The actors are assisted by a stunning set from Anthony Spinaze – a brightly-lit blue Perspex floor that is deliberately non-specific and undulating, space-age and cosmic rather than real. It is divided into various size panels and shapes, with some changing colour to the lights, which the actors can use logistically to their advantage for the many repetitive scenes. A boon is the scrape of a gramophone needle that helps change direction by denoting each repetition. Ben Hughes lighting was suitably atmospheric and moody as required and he tightly shaped the square blue box of the characters’ world to define their limitations.

Kat Henry’s direction was sharp and focused, managing to drive a defined line of narrative through the many twists and turns of the script. She has interpreted Payne’s postmodern existentialism with intelligence but also humour, making Constellations a most enjoyable as well as a thought-provoking entertainment.
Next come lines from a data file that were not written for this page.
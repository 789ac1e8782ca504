use serde::{Serialize, Deserialize};

/// A snapshot of the model aggregates at one completed step.
#[derive(Debug, Clone, PartialEq, Serialize, Deserialize)] // Derive traits for easy saving/loading
pub struct Snapshot {
    /// The simulation step at which the snapshot was taken (0 = before any step).
    pub time: u64,
    /// Number of agents currently infected.
    pub infected: u32,
    /// Number of agents currently immune.
    pub immune: u32,
    /// Optional: (x, y) of every agent in row-major order.
    /// Included only if position recording is enabled.
    #[serde(default, skip_serializing_if = "Option::is_none")] // Don't write "positions": null
    pub positions: Option<Vec<(u32, u32)>>,
}

impl Snapshot {
    /// True once the infection has died out.
    pub fn is_infection_free(&self) -> bool {
        self.infected == 0
    }
}
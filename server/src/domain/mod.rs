//! Domain services for the EduShare portal
//!
//! - `permissions` - per-school subject/grade permission matrix
//! - `engagement` - view, download and like counters with their fact rows
//! - `access` - access gate in front of engagement
//! - `catalog` - scoped resource listings
//! - `activity` - aggregated activity feed, school feed and dashboard summary

pub mod access;
pub mod activity;
pub mod catalog;
pub mod engagement;
pub mod permissions;

pub use access::{AccessGate, AccessPolicy};
pub use activity::{ActivityPage, ActivityService, DashboardSummary, SchoolActivityPage};
pub use catalog::{CatalogService, ResourcePage};
pub use engagement::{DownloadTicket, EngagementService};
pub use permissions::{PermissionMatrix, SchoolPermissions};

/// Where a request came from, as recorded in fact rows and audit entries
#[derive(Debug, Clone, Default, PartialEq, Eq)]
pub struct ClientInfo {
    pub ip_address: Option<String>,
    pub user_agent: Option<String>,
}

/// Number of pages needed for `total` items
pub fn page_count(total: u64, limit: u32) -> u64 {
    if limit == 0 {
        return 0;
    }
    total.div_ceil(u64::from(limit))
}
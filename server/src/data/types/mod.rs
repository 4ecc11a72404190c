//! Shared data types for the store, domain services and API

mod activity;
mod catalog;
mod enums;
mod permission;
mod summary;

pub use enums::{
    ActivityKind, ResourceStatus, SchoolActivityType, SortOrder, UserRole, UserStatus,
};

pub use catalog::{
    Actor, ListResourcesParams, ResourceRow, ResourceScope, ResourceStats, ResourceSummary,
    UserRow,
};

pub use permission::{GrantRef, GrantRow};

pub use activity::{
    ActivityActor, ActivityEvent, ActivityFilter, ActivityResource, ActivityRow,
    ActivitySortField, Interaction, LikeToggle, ListActivityParams, ListSchoolActivityParams,
    NewLogEntry, NewSchoolActivity, SchoolActivityFilter, SchoolActivityRow, SchoolActivitySortField,
};

pub use summary::{ActionCount, AdminActivitySummary, DashboardTotals, EngagementFact};
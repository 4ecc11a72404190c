//! Users, resources and listing parameters

use serde::Serialize;

use super::enums::{ResourceStatus, UserRole, UserStatus};
use crate::utils::time::{serialize_opt_secs, serialize_secs};

/// Separator used when tags are folded into one column
pub const TAG_SEPARATOR: char = '\u{1f}';

// ============================================================================
// Users
// ============================================================================

/// User row from database
#[derive(Debug, Clone, Serialize, sqlx::FromRow)]
pub struct UserRow {
    pub id: i64,
    pub name: String,
    pub email: String,
    pub role: String,
    pub status: String,
    pub organization: Option<String>,
    #[serde(serialize_with = "serialize_opt_secs")]
    pub last_login: Option<i64>,
    #[serde(serialize_with = "serialize_secs")]
    pub created_at: i64,
}

/// Authenticated caller, resolved from the users table on every request
#[derive(Debug, Clone, PartialEq, Eq)]
pub struct Actor {
    pub id: i64,
    pub role: UserRole,
    pub status: UserStatus,
    pub name: String,
    pub organization: Option<String>,
}

impl Actor {
    /// Build an actor from a stored user. Unknown role or status yields `None`.
    pub fn from_row(row: &UserRow) -> Option<Self> {
        Some(Self {
            id: row.id,
            role: UserRole::parse(&row.role)?,
            status: UserStatus::parse(&row.status)?,
            name: row.name.clone(),
            organization: row.organization.clone(),
        })
    }

    pub fn is_admin(&self) -> bool {
        self.role == UserRole::Admin
    }

    pub fn is_active(&self) -> bool {
        self.status == UserStatus::Active
    }
}

// ============================================================================
// Resources
// ============================================================================

/// Full resource row
#[derive(Debug, Clone, sqlx::FromRow)]
pub struct ResourceRow {
    pub id: i64,
    pub title: String,
    pub description: Option<String>,
    pub subject_id: i64,
    pub grade_id: i64,
    pub type_id: Option<i64>,
    pub status: String,
    pub file_path: Option<String>,
    pub file_name: Option<String>,
    pub file_size: Option<i64>,
    pub file_extension: Option<String>,
    pub created_by: i64,
    pub view_count: i64,
    pub download_count: i64,
    pub likes: i64,
    pub created_at: i64,
    pub updated_at: i64,
}

impl ResourceRow {
    pub fn status(&self) -> Option<ResourceStatus> {
        ResourceStatus::parse(&self.status)
    }

    pub fn is_published(&self) -> bool {
        self.status() == Some(ResourceStatus::Published)
    }
}

/// Listing entry with catalog names joined in (file path never exposed)
#[derive(Debug, Clone, Serialize, sqlx::FromRow)]
pub struct ResourceSummary {
    pub id: i64,
    pub title: String,
    pub description: Option<String>,
    pub subject_id: i64,
    pub subject_name: String,
    pub grade_id: i64,
    pub grade_name: String,
    pub type_id: Option<i64>,
    pub type_name: Option<String>,
    pub status: String,
    pub file_name: Option<String>,
    pub file_size: Option<i64>,
    pub file_extension: Option<String>,
    pub created_by: i64,
    pub view_count: i64,
    pub download_count: i64,
    pub likes: i64,
    #[serde(serialize_with = "serialize_tags")]
    pub tags: Option<String>,
    #[serde(serialize_with = "serialize_secs")]
    pub created_at: i64,
    #[serde(serialize_with = "serialize_secs")]
    pub updated_at: i64,
}

fn serialize_tags<S>(tags: &Option<String>, serializer: S) -> Result<S::Ok, S::Error>
where
    S: serde::Serializer,
{
    use serde::ser::SerializeSeq;
    let items: Vec<&str> = tags
        .as_deref()
        .map(|t| t.split(TAG_SEPARATOR).filter(|s| !s.is_empty()).collect())
        .unwrap_or_default();
    let mut seq = serializer.serialize_seq(Some(items.len()))?;
    for item in items {
        seq.serialize_element(item)?;
    }
    seq.end()
}

/// Counters next to the live fact-row counts backing them
#[derive(Debug, Clone, Serialize, PartialEq, Eq)]
pub struct ResourceStats {
    pub resource_id: i64,
    pub view_count: i64,
    pub download_count: i64,
    pub likes: i64,
    pub view_rows: i64,
    pub download_rows: i64,
    pub like_rows: i64,
}

impl ResourceStats {
    pub fn is_consistent(&self) -> bool {
        self.view_count == self.view_rows
            && self.download_count == self.download_rows
            && self.likes == self.like_rows
    }
}

/// Who a listing is produced for
#[derive(Debug, Clone, Copy, PartialEq, Eq)]
pub enum ResourceScope {
    /// Published resources, no grant check
    Public,
    /// Every status, optionally narrowed to one
    Admin { status: Option<ResourceStatus> },
    /// Published resources inside the school's effective grant set
    School { school_id: i64 },
}

/// Parameters for listing resources
#[derive(Debug, Clone, Default)]
pub struct ListResourcesParams {
    pub status: Option<ResourceStatus>,
    pub granted_to: Option<i64>,
    pub subject_id: Option<i64>,
    pub grade_id: Option<i64>,
    pub type_id: Option<i64>,
    pub search: Option<String>,
    pub page: u32,
    pub limit: u32,
}

impl ListResourcesParams {
    pub fn offset(&self) -> i64 {
        i64::from(self.page.saturating_sub(1)) * i64::from(self.limit)
    }
}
Artistic Director Sam Strong has started his first season well at the newly named Queensland Theatre with a choice of two intellectual, thought-provoking plays concentrating on the language of theatre and the importance of the playwright. The Flick by American Annie Baker and now Constellations by British playwright Nick Payne have had sell-out seasons in London and New York and have garnered many awards. Strong is clearly opening doors to some of the best of contemporary international theatre. As the State theatre company, though, we  need an opportunity to tell our own stories so it is good to see that next month QT will be presenting Michael Gow’s latest play, which will be in very good company.

 

Rating 4 1/2 stars out of 5

Constellations

By Nick Payne
Director: Kat Henry 
Set & Costume Designer: Anthony Spinaze
Lighting Designer: Ben Hughes 
Composer/Sound Designer: Guy Webster
Fight Director: Niki-J Price 
Cast:     
Roland: Lucas Stibbard
Marianne:Jessica Tovey
Bille Brown Studio, Queensland Theatre 
Running until 9 April 2017

 

Suzannah Conway is an experienced arts administrator, having been CEO of Opera Queensland, the Brisbane Riverfestival and the Centenary of Federation celebrations for Queensland. She is a freelance arts writer and has been writing reviews and articles for over 20 years, regularly reviewing classical music, opera and musical theatre in particular for The Australian and Limelight magazine as well as other journals. Most recently she was Arts Hub's Brisbane-based Arts Feature Writer.